The latest round of US bombing of Houthi targets in Yemen comes as little surprise and raises the prospect of a prolonged military campaign affecting an Arab country already impoverished by years of civil war, Dan Sabbagh, the Guardian’s defense and security editor, writes in an analysis.

The new US strikes imply a de facto recognition by Washington that any effort to try to completely stop attacks on Western shipping in the southern Red Sea will require a second intervention due to Yemen’s Houthi group’s ability and determination to resist.
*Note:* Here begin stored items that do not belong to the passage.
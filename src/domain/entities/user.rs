use std::fmt;

/// Represents a chat user as seen by one adapter
#[derive(Debug, Clone, PartialEq, Eq, Hash)]
pub struct User {
    pub id: String,
    pub name: String,
    pub roles: Vec<String>,
    pub room: String,
    pub adapter_id: String,
}

impl User {
    pub fn new(
        id: impl Into<String>,
        name: impl Into<String>,
        room: impl Into<String>,
        adapter_id: impl Into<String>,
    ) -> Self {
        Self {
            id: id.into(),
            name: name.into(),
            roles: Vec::new(),
            room: room.into(),
            adapter_id: adapter_id.into(),
        }
    }

    pub fn with_roles<I, S>(mut self, roles: I) -> Self
    where
        I: IntoIterator<Item = S>,
        S: Into<String>,
    {
        self.roles = roles.into_iter().map(Into::into).collect();
        self
    }

    /// Case-insensitive role check against the roles loaded on this user
    pub fn is_in_role(&self, role: &str) -> bool {
        self.roles.iter().any(|r| r.eq_ignore_ascii_case(role))
    }
}

impl fmt::Display for User {
    fn fmt(&self, f: &mut fmt::Formatter<'_>) -> fmt::Result {
        write!(f, "{}", self.name)
    }
}

#[cfg(test)]
mod tests {
    use super::*;

    #[test]
    fn test_role_check_ignores_case() {
        let user = User::new("1", "alice", "general", "console").with_roles(["Admin", "ops"]);
        assert!(user.is_in_role("admin"));
        assert!(user.is_in_role("OPS"));
        assert!(!user.is_in_role("dev"));
    }
}
use crate::application::errors::BotError;
use crate::application::robot::Robot;

/// Router trait - inbound webhook listener owned by the robot
pub trait Router: Send + Sync {
    fn initialize(&self, _robot: &Robot) {}

    fn configure(&self, port: u16);

    fn start(&self) -> Result<(), BotError>;

    fn stop(&self);
}
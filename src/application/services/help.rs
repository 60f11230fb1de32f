use std::sync::{PoisonError, RwLock};

use serde::{Deserialize, Serialize};

/// Bucket for help lines that no script metadata claims
pub const UNREFERENCED: &str = "UnReferenced";

/// Describes a loaded script and the commands it answers to
#[derive(Debug, Clone, Default, PartialEq, Eq, Serialize, Deserialize)]
pub struct ScriptMetadata {
    pub name: String,
    pub description: Option<String>,
    pub commands: Vec<String>,
    pub notes: Option<String>,
    pub author: Option<String>,
}

impl ScriptMetadata {
    pub fn new(name: impl Into<String>) -> Self {
        Self {
            name: name.into(),
            ..Self::default()
        }
    }

    pub fn with_description(mut self, desc: impl Into<String>) -> Self {
        self.description = Some(desc.into());
        self
    }

    pub fn with_commands(mut self, commands: Vec<String>) -> Self {
        self.commands = commands;
        self
    }
}

/// Collects help text and script metadata for the robot
#[derive(Default)]
pub struct HelpCatalog {
    entries: RwLock<Vec<ScriptMetadata>>,
}

impl HelpCatalog {
    pub fn new() -> Self {
        Self::default()
    }

    /// Add loose help lines, skipping ones already listed
    pub fn add_help<I, S>(&self, lines: I)
    where
        I: IntoIterator<Item = S>,
        S: Into<String>,
    {
        let mut entries = self.entries.write().unwrap_or_else(PoisonError::into_inner);
        let index = match entries.iter().position(|e| e.name == UNREFERENCED) {
            Some(i) => i,
            None => {
                entries.push(
                    ScriptMetadata::new(UNREFERENCED).with_description(
                        "Commands not referenced in a script file's summary details",
                    ),
                );
                entries.len() - 1
            }
        };

        let bucket = &mut entries[index];
        for line in lines {
            let line = line.into();
            if !bucket.commands.contains(&line) {
                bucket.commands.push(line);
            }
        }
    }

    /// Add metadata, replacing any earlier entry with the same name
    pub fn add_metadata(&self, metadata: ScriptMetadata) {
        let mut entries = self.entries.write().unwrap_or_else(PoisonError::into_inner);
        match entries.iter_mut().find(|e| e.name == metadata.name) {
            Some(existing) => *existing = metadata,
            None => entries.push(metadata),
        }
    }

    /// All non-empty help lines, in registration order
    pub fn commands(&self) -> Vec<String> {
        self.entries
            .read()
            .unwrap_or_else(PoisonError::into_inner)
            .iter()
            .flat_map(|e| e.commands.iter())
            .filter(|c| !c.trim().is_empty())
            .cloned()
            .collect()
    }

    pub fn entries(&self) -> Vec<ScriptMetadata> {
        self.entries.read().unwrap_or_else(PoisonError::into_inner).clone()
    }

    /// Names of every script with metadata, excluding the loose bucket
    pub fn script_names(&self) -> Vec<String> {
        self.entries
            .read()
            .unwrap_or_else(PoisonError::into_inner)
            .iter()
            .filter(|e| e.name != UNREFERENCED)
            .map(|e| e.name.clone())
            .collect()
    }
}
use clap::{Parser, Subcommand};
use std::sync::Arc;

use mmbot::infrastructure::adapters::{ConsoleAdapter, ConsoleInput};
use mmbot::infrastructure::logging::{self, LogFeed};
use mmbot::infrastructure::storage::open_brain;
use mmbot::{BotError, Config, Robot, ScriptRegistry};

#[derive(Parser)]
#[command(name = "mmbot")]
#[command(about = "A chat robot driven by scripts", long_about = None)]
struct Cli {
    #[command(subcommand)]
    command: Commands,

    /// Config file path
    #[arg(short, long, default_value = "config.yaml")]
    config: String,

    /// Robot name (overrides config)
    #[arg(short, long)]
    name: Option<String>,
}

#[derive(Subcommand)]
enum Commands {
    /// Start the robot
    Run,
    /// Show version
    Version,
    /// Generate default config
    InitConfig,
}

fn main() {
    let cli = Cli::parse();

    match cli.command {
        Commands::Run => {
            if let Err(e) = run(cli.config, cli.name) {
                eprintln!("mmbot: {}", e);
                std::process::exit(1);
            }
        }
        Commands::Version => {
            println!("mmbot v{}", env!("CARGO_PKG_VERSION"));
        }
        Commands::InitConfig => match Config::default_yaml() {
            Ok(yaml) => {
                println!("{}", yaml);
                println!("\nSave this to config.yaml and adjust as needed.");
            }
            Err(e) => {
                eprintln!("mmbot: {}", e);
                std::process::exit(1);
            }
        },
    }
}

fn load_config(config_path: &str) -> Config {
    if std::path::Path::new(config_path).exists() {
        Config::load(config_path).unwrap_or_else(|e| {
            eprintln!("Failed to load config: {}, using defaults", e);
            Config::load_env()
        })
    } else {
        Config::load_env()
    }
}

fn run(config_path: String, name_override: Option<String>) -> Result<(), BotError> {
    let mut config = load_config(&config_path);
    if let Some(name) = name_override {
        config.bot.name = name;
    }

    let feed = logging::init(&config.logging)?;
    tracing::info!(name = %config.bot.name, "Starting mmbot");

    let rt = tokio::runtime::Runtime::new()
        .map_err(|e| BotError::Internal(format!("Failed to start runtime: {}", e)))?;
    rt.block_on(serve(config, feed))
}

/// Build and run robots until Ctrl-C; a reset request rebuilds the robot
async fn serve(config: Config, feed: LogFeed) -> Result<(), BotError> {
    let scripts = Arc::new(ScriptRegistry::with_builtins());
    let console_input = if config.adapters.console.enabled {
        Some(ConsoleInput::stdin()?)
    } else {
        None
    };

    loop {
        let mut builder = Robot::builder()
            .config(config.clone())
            .brain(open_brain(&config.brain))
            .scripts(scripts.clone())
            .log_feed(feed.clone());

        if let Some(input) = &console_input {
            let console = ConsoleAdapter::new()
                .with_input(input.clone())
                .with_log_rooms(config.adapters.console.log_rooms.clone());
            builder = builder.adapter(Arc::new(console));
        }

        let robot = builder.build().await?;
        let reset = robot.reset_requested();
        robot.run().await?;

        tokio::select! {
            result = tokio::signal::ctrl_c() => {
                if let Err(e) = result {
                    tracing::error!(error = %e, "Failed to listen for Ctrl-C");
                }
                return robot.shutdown().await;
            }
            _ = reset.notified() => {
                tracing::info!("Reset requested, rebuilding robot");
            }
        }
    }
}
//! Message handling - listener chain, command patterns, responses and events

pub mod events;
pub mod listener;
pub mod pattern;
pub mod response;

pub use events::EventBus;
pub use listener::{
    callback, Callback, CatchAllListener, Listener, ListenerFuture, MatchResult, RosterListener,
    TextListener, TopicListener, TypedMatchListener,
};
pub use response::Response;
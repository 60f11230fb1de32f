use async_trait::async_trait;

use crate::application::errors::BotError;
use crate::application::robot::Robot;
use crate::domain::entities::Envelope;

/// Adapter trait - abstraction for chat transports.
///
/// An adapter pushes inbound messages into [`Robot::receive`] and carries
/// outbound lines back to its network. Outbound operations other than `send`
/// default to no-ops for transports that lack them.
#[async_trait]
pub trait Adapter: Send + Sync {
    /// Identifier stamped on users created by this adapter
    fn id(&self) -> &str;

    /// Hand the adapter its robot before `run` is called
    fn initialize(&self, _robot: &Robot) {}

    /// Start consuming the transport. Resolves once the adapter is ready.
    async fn run(&self) -> Result<(), BotError>;

    /// Disconnect and release the transport
    async fn close(&self) -> Result<(), BotError>;

    /// Send lines to the envelope's room
    async fn send(&self, envelope: &Envelope, messages: &[String]) -> Result<(), BotError>;

    async fn emote(&self, _envelope: &Envelope, _messages: &[String]) -> Result<(), BotError> {
        Ok(())
    }

    async fn reply(&self, _envelope: &Envelope, _messages: &[String]) -> Result<(), BotError> {
        Ok(())
    }

    async fn topic(&self, _envelope: &Envelope, _messages: &[String]) -> Result<(), BotError> {
        Ok(())
    }

    async fn play(&self, _envelope: &Envelope, _messages: &[String]) -> Result<(), BotError> {
        Ok(())
    }

    /// Rooms this adapter has joined; used to route `Robot::speak`
    fn rooms(&self) -> Vec<String> {
        Vec::new()
    }

    /// Rooms that receive mirrored log output
    fn log_rooms(&self) -> Vec<String> {
        Vec::new()
    }
}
After an initial barrage of 150 bombs by British and US forces on Friday morning – plus a subsequent attack on a radar installation 24 hours later – Houthi rebels fired a missile at a US Navy destroyer (which was shot down), hit two commercial ships with missiles, slightly damaging each, and aimed the drone at the third vessel, again causing some damage but no casualties.

On Thursday, the movement’s leader, Abdul-Malik al-Houthi, said in his first speech since the US intervention that he was “honored” to be in direct confrontation with the Israelis, Americans and British, characterizing it as part of the Houthis’ attempts to intervene in support of Palestinians in Gaza. – a moral cause that would be politically difficult to abandon.

In narrow military terms, this is not a fair fight, although asymmetrical conflicts are nothing new, The Guardian notes. The problem is that the US and its allies have the ability to continue bombing Houthi targets in Yemen for a long time, while the Houthis still retain the ability to close the southern Red Sea to commercial shipping and thus impose economic costs on the West.

According to the Kiel Institute for the World Economy, shipping volumes through the Red Sea were already down 70% in December, forcing goods to be rerouted around Africa, increasing costs and delivery times by about 10 days, while Lloyd’s List estimated on Monday that 23 trade the vessels stopped or turned around in response to last Friday’s wave of missile attacks.

Since then, confidence for shipping has not returned, writes The Guardian. Insurance premiums have tripled in the past week, although some of this is purely theoretical, with marine insurers also reporting a sharp decline in claims as oil majors and container operators abandon the most direct sea route between Europe and Asia.

At a briefing earlier this week, Pentagon spokesman Maj. Gen. Patrick Ryder was vague about the amount of damage the U.S. believes it has done to the Houthis’ missile and drone capabilities, declining to confirm New York Times leaks suggesting the Yemeni group’s strike capabilities were reduced by approximately 25%.

Avoiding such simplistic calculations was almost certainly wise, not least because destroying the launchers takes longer than expected. Earlier this week, Hamas, under sustained Israeli bombing in Gaza, fired 25 rockets at the southern city of Netivot using hard-to-detect launchers buried in the ground. Iranian Shahed drones of the type used by the Houthis are designed to be launched from the back of modified trucks that are easy to move, The Guardian emphasizes.

The question for the US in particular is how far it is willing to go. It may take many more attacks to stop the recalcitrant Houthis targeting Western shipping. But while fighting continues, the risk remains that either side could launch an attack with devastating consequences for Yemeni civilians or American or British sailors, prompting further calls for escalation and revenge.

Meanwhile, the real losers will be ordinary Yemenis, predicts The Guardian. This week, the non-governmental organization Action Against Hunger warned that Yemen is almost entirely dependent on imported food and medicine and that it is becoming increasingly difficult for humanitarian groups to deliver medicine. An estimated 17 million Yemenis lacked access to food in 2023, while rates of acute malnutrition among women and children in Yemen remain among the highest in the world.